Sugar Sun series location #11: Manila Port

Manila-map-1902Have you heard romantic stories of evenings strolling on the Luneta, once upon a time? Or racing along the Malecón? Did you wonder where these entertainments took place? Maybe all you know is the enormous port that eats up Manila’s shoreline. If you look at the 1902 map above, though, you will see that port is not there. Not yet.

North shore of the Pasig River
North shore of the Pasig River. Photograph in the public domain and archived with the University of MichiganPhilippine Photographs Digital Archive.

Before 1908, a visitor’s steamship would anchor two miles offshore in the rough seas of Manila Bay. The passenger would transfer to a lighter, known as a casco, and ride with their luggage into the city this way:

[Della’s boat] pulled past a large fort flying the American flag and headed into the mouth of the Pasig, a river as wide as the Potomac but ten times as crowded. Bossy American steamers, lighters heavy with food and livestock, outrigger fishing boats, and single-man canoes fought upstream for a space at the north-side dock. Her boat won a place and tied up in front of a huge warehouse marked Produce Depot.

Hotel Oriente

This original port was on the north shore of the Pasig: in front of the San Nicolas fire station and across the river from Fort Santiago. The Yankees did not like this casco system, though, because they thought it was dangerous and inefficient. Something had to be done, they said. Hence, one of the first major infrastructure projects of the new century was born. (The other from this time was the Benguet Road to Baguio.)

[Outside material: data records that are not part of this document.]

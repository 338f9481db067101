//! Error and fault types for the tick core.
//!
//! Faults are contained to the unit of work that raised them. They are
//! recorded and returned in reports, never propagated raw through the
//! heartbeat thread.

use thiserror::Error;

use crate::core::barrier::{EntityId, EntityKind};
use crate::core::job::{JobId, JobKey};

/// A failure raised inside a job's `fire()`.
///
/// The job stays active and is attempted again on its next period.
#[derive(Debug, Clone, Error, PartialEq, Eq)]
#[error("job {job} faulted: {message}")]
pub struct JobFault {
    /// Job that raised the fault.
    pub job: JobId,
    /// Key the job was submitted with, if any.
    pub key: Option<JobKey>,
    /// Error or panic message.
    pub message: String,
}

/// What the caller should do with an entity whose parallel update failed.
#[derive(Debug, Clone, Copy, PartialEq, Eq)]
pub enum FaultDisposition {
    /// Disconnect the owning session (players).
    Disconnect,
    /// Remove the entity from the world (NPCs).
    Remove,
}

/// A failure raised inside one entity's parallel update.
#[derive(Debug, Clone, Error, PartialEq, Eq)]
#[error("{kind} entity {entity} update failed: {message}")]
pub struct EntityFault {
    /// Entity whose update failed.
    pub entity: EntityId,
    /// Kind of entity, used to pick the disposition.
    pub kind: EntityKind,
    /// Error or panic message.
    pub message: String,
}

impl EntityFault {
    /// Players are disconnected, everything else is removed.
    #[must_use]
    pub const fn disposition(&self) -> FaultDisposition {
        match self.kind {
            EntityKind::Player => FaultDisposition::Disconnect,
            EntityKind::Npc => FaultDisposition::Remove,
        }
    }
}

/// Invalid use of a chain.
#[derive(Debug, Clone, Copy, Error, PartialEq, Eq)]
pub enum ChainError {
    /// Links cannot be appended while the chain is playing.
    #[error("cannot append to a running chain")]
    Running,
    /// Link delays are whole ticks and must be positive.
    #[error("chain link delay must be at least 1 tick, got {0}")]
    InvalidDelay(u64),
    /// A chain needs at least one link to run.
    #[error("cannot run an empty chain")]
    Empty,
    /// The chain is already playing.
    #[error("chain is already running")]
    AlreadyRunning,
}

/// Configuration could not be loaded or failed validation.
#[derive(Debug, Error)]
pub enum ConfigError {
    /// JSON could not be parsed.
    #[error("parse error: {0}")]
    Parse(#[from] serde_json::Error),
    /// An environment variable held an unusable value.
    #[error("invalid value for {var}: {value}")]
    Env {
        /// Variable name.
        var: &'static str,
        /// Raw value found.
        value: String,
    },
    /// A value failed validation.
    #[error("invalid configuration: {0}")]
    Invalid(String),
}

/// Application-facing result using anyhow for collaborator code.
pub type AppResult<T> = Result<T, anyhow::Error>;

Between 1903 and 1908, the Americans would add 200 acres to the shoreline through land reclamation. The breakwater was expanded, and numbered piers lined the bay.

It was supposed to cost $2.15 million, and certainly no more than $3 million, but—as with all infrastructure boondoggles—it ran to $4 million before the construction was over. (That is $108.4 million in 2016 dollars.) Compared to Boston’s $24.3 billion for the Big Dig (a highway and tunnel project), you still might say that Manila port was a bargain. But before you believe this an example of American largesse, remember that all expenses of the Philippine Commission were paid from local tax revenues.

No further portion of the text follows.